Indonesia is a volcanically active country, containing numerous major volcanoes. With 76 volcanoes that have erupted at least 1,171 times in total within historical times. The Smithsonian Institution has 141 Indonesian entries in its volcano database. Indonesia has around 130 active volcanoes that are part of the Pacific Ring of Fire, and it has suffered the highest numbers of eruptions resulting in fatalities, damage to arable land, debris flows, tsunamis, lava domes, and pyroclastic flows. Indonesia's most active volcanoes are Kelut and Mount Merapi on the island of Java. The majority of Indonesia's volcano are located on a 3,000 km long chain called the Sunda Arc. Here, the subduction of the Indian Ocean crust underneath the Asian Plate produced most of these volcanoes.

== History ==

=== Volcanic eruptions ===
The most severe eruptions on Earth in historical times took place in Indonesia.

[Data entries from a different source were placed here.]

use anyhow::Result;
use rand::{rngs::StdRng, SeedableRng};
use tracing_subscriber::EnvFilter;

use std::io::{stdout, IsTerminal};

use connect4_heuristic::{
    computer::ComputerPlayer,
    game::{Game, Options},
    player::HumanPlayer,
};

fn main() -> Result<()> {
    // logs go to stderr so they never mix with the board on stdout
    tracing_subscriber::fmt()
        .with_env_filter(
            EnvFilter::try_from_default_env().unwrap_or_else(|_| EnvFilter::new("warn")),
        )
        .with_writer(std::io::stderr)
        .init();

    let options = Options {
        color: stdout().is_terminal() && std::env::var_os("NO_COLOR").is_none(),
        ..Options::default()
    };

    let human = HumanPlayer::stdio(options.human);
    let computer = ComputerPlayer::new(options.computer, options.human, StdRng::from_entropy());
    let mut game = Game::new(Box::new(human), Box::new(computer))?;

    game.run(&mut stdout(), &options)?;
    Ok(())
}
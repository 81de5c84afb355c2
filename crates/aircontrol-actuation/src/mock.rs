//! Mock gamepad backend for testing.

use std::collections::BTreeMap;
use std::sync::{Arc, Mutex, MutexGuard, PoisonError};

use aircontrol_types::PlayerIndex;
use async_trait::async_trait;

use crate::error::ActuationError;
use crate::state::GamepadState;
use crate::{GamepadBackend, VirtualPadId};

/// A recorded push, for test observation.
#[derive(Debug, Clone, PartialEq)]
pub struct PushedState {
    pub pad: VirtualPadId,
    pub slot: PlayerIndex,
    pub state: GamepadState,
}

#[derive(Debug, Default)]
struct MockGamepadState {
    plugged: BTreeMap<VirtualPadId, PlayerIndex>,
    pushes: Vec<PushedState>,
    unplugged: Vec<VirtualPadId>,
    next_id: u32,
    fail_plug: bool,
    shutdown: bool,
}

/// Records every pad operation instead of touching the OS.
pub struct MockGamepad {
    state: Arc<Mutex<MockGamepadState>>,
}

impl Default for MockGamepad {
    fn default() -> Self {
        Self::new()
    }
}

impl MockGamepad {
    pub fn new() -> Self {
        Self {
            state: Arc::new(Mutex::new(MockGamepadState::default())),
        }
    }

    /// Get a clonable handle for observing the backend from tests.
    pub fn handle(&self) -> MockGamepadHandle {
        MockGamepadHandle {
            state: Arc::clone(&self.state),
        }
    }

    fn lock(&self) -> MutexGuard<'_, MockGamepadState> {
        self.state.lock().unwrap_or_else(PoisonError::into_inner)
    }
}

/// Clonable observer handle for [`MockGamepad`].
#[derive(Clone)]
pub struct MockGamepadHandle {
    state: Arc<Mutex<MockGamepadState>>,
}

impl MockGamepadHandle {
    fn lock(&self) -> MutexGuard<'_, MockGamepadState> {
        self.state.lock().unwrap_or_else(PoisonError::into_inner)
    }

    /// Every push so far, in order.
    pub fn pushes(&self) -> Vec<PushedState> {
        self.lock().pushes.clone()
    }

    /// States pushed to pads of `slot`, in order.
    pub fn pushes_for(&self, slot: PlayerIndex) -> Vec<GamepadState> {
        self.lock()
            .pushes
            .iter()
            .filter(|p| p.slot == slot)
            .map(|p| p.state)
            .collect()
    }

    pub fn last_state(&self, slot: PlayerIndex) -> Option<GamepadState> {
        self.pushes_for(slot).last().copied()
    }

    /// Slots that currently have a plugged pad.
    pub fn plugged_slots(&self) -> Vec<PlayerIndex> {
        self.lock().plugged.values().copied().collect()
    }

    pub fn unplugged_count(&self) -> usize {
        self.lock().unplugged.len()
    }

    /// Make subsequent `plug` calls fail with [`ActuationError::Unavailable`].
    pub fn fail_plugs(&self, fail: bool) {
        self.lock().fail_plug = fail;
    }

    pub fn is_shutdown(&self) -> bool {
        self.lock().shutdown
    }
}

#[async_trait]
impl GamepadBackend for MockGamepad {
    async fn plug(&mut self, slot: PlayerIndex) -> Result<VirtualPadId, ActuationError> {
        let mut state = self.lock();
        if state.fail_plug {
            return Err(ActuationError::Unavailable);
        }
        state.next_id += 1;
        let id = VirtualPadId(state.next_id);
        state.plugged.insert(id, slot);
        Ok(id)
    }

    async fn push(
        &mut self,
        pad: VirtualPadId,
        pushed: &GamepadState,
    ) -> Result<(), ActuationError> {
        let mut state = self.lock();
        let slot = *state
            .plugged
            .get(&pad)
            .ok_or(ActuationError::UnknownPad(pad))?;
        state.pushes.push(PushedState {
            pad,
            slot,
            state: *pushed,
        });
        Ok(())
    }

    async fn unplug(&mut self, pad: VirtualPadId) -> Result<(), ActuationError> {
        let mut state = self.lock();
        state
            .plugged
            .remove(&pad)
            .ok_or(ActuationError::UnknownPad(pad))?;
        state.unplugged.push(pad);
        Ok(())
    }

    async fn shutdown(&mut self) -> Result<(), ActuationError> {
        let mut state = self.lock();
        state.plugged.clear();
        state.shutdown = true;
        Ok(())
    }
}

In 1815, the giant eruption of Mount Tambora, a stratovolcano, became the largest known eruption in the world during historical times, and it had such a large effect on the climate that the following year, 1816, in Europe was known as the year without summer. 40 km^{3} of ash were produced as a result of the eruption combined with the collapse of the caldera. About 90,000 people were killed as a result of Mt. Tambora's 1815 eruption, about 10,000 directly from the eruption and about 80,000 from crop loss and famine. In 1883, the catastrophic eruption of Krakatoa, a volcanic island in Lampung, which registered as a 6 on the Volcanic Explosivity Index (VEI), and the tsunamis that ensued killed about 36,000 people, and approximately two-thirds of the original island was destroyed as well. The 2010 the eruption of Mount Merapi, a stratovolcano, began in late October and continued into November. This eruption had a VEI of 4, and it also released a sulfur dioxide cloud between 12,000 and 15,000 m into the upper troposphere.

== Preparation ==
In 1920, the Volcanological Survey of Indonesia was created in order to investigate, record, and warn people about volcanoes within the Indonesian region. This group has helped aid in the evacuation of people living near Indonesian volcanoes since it was formed. For example, during the 1982 eruption of Galunggung, which had a Volcanic Explosivity Index of 4, 75,000 people were evacuated and 68 people died, and in 1988, 15,000 people were evacuated and there were no fatalities during the eruption of Makian.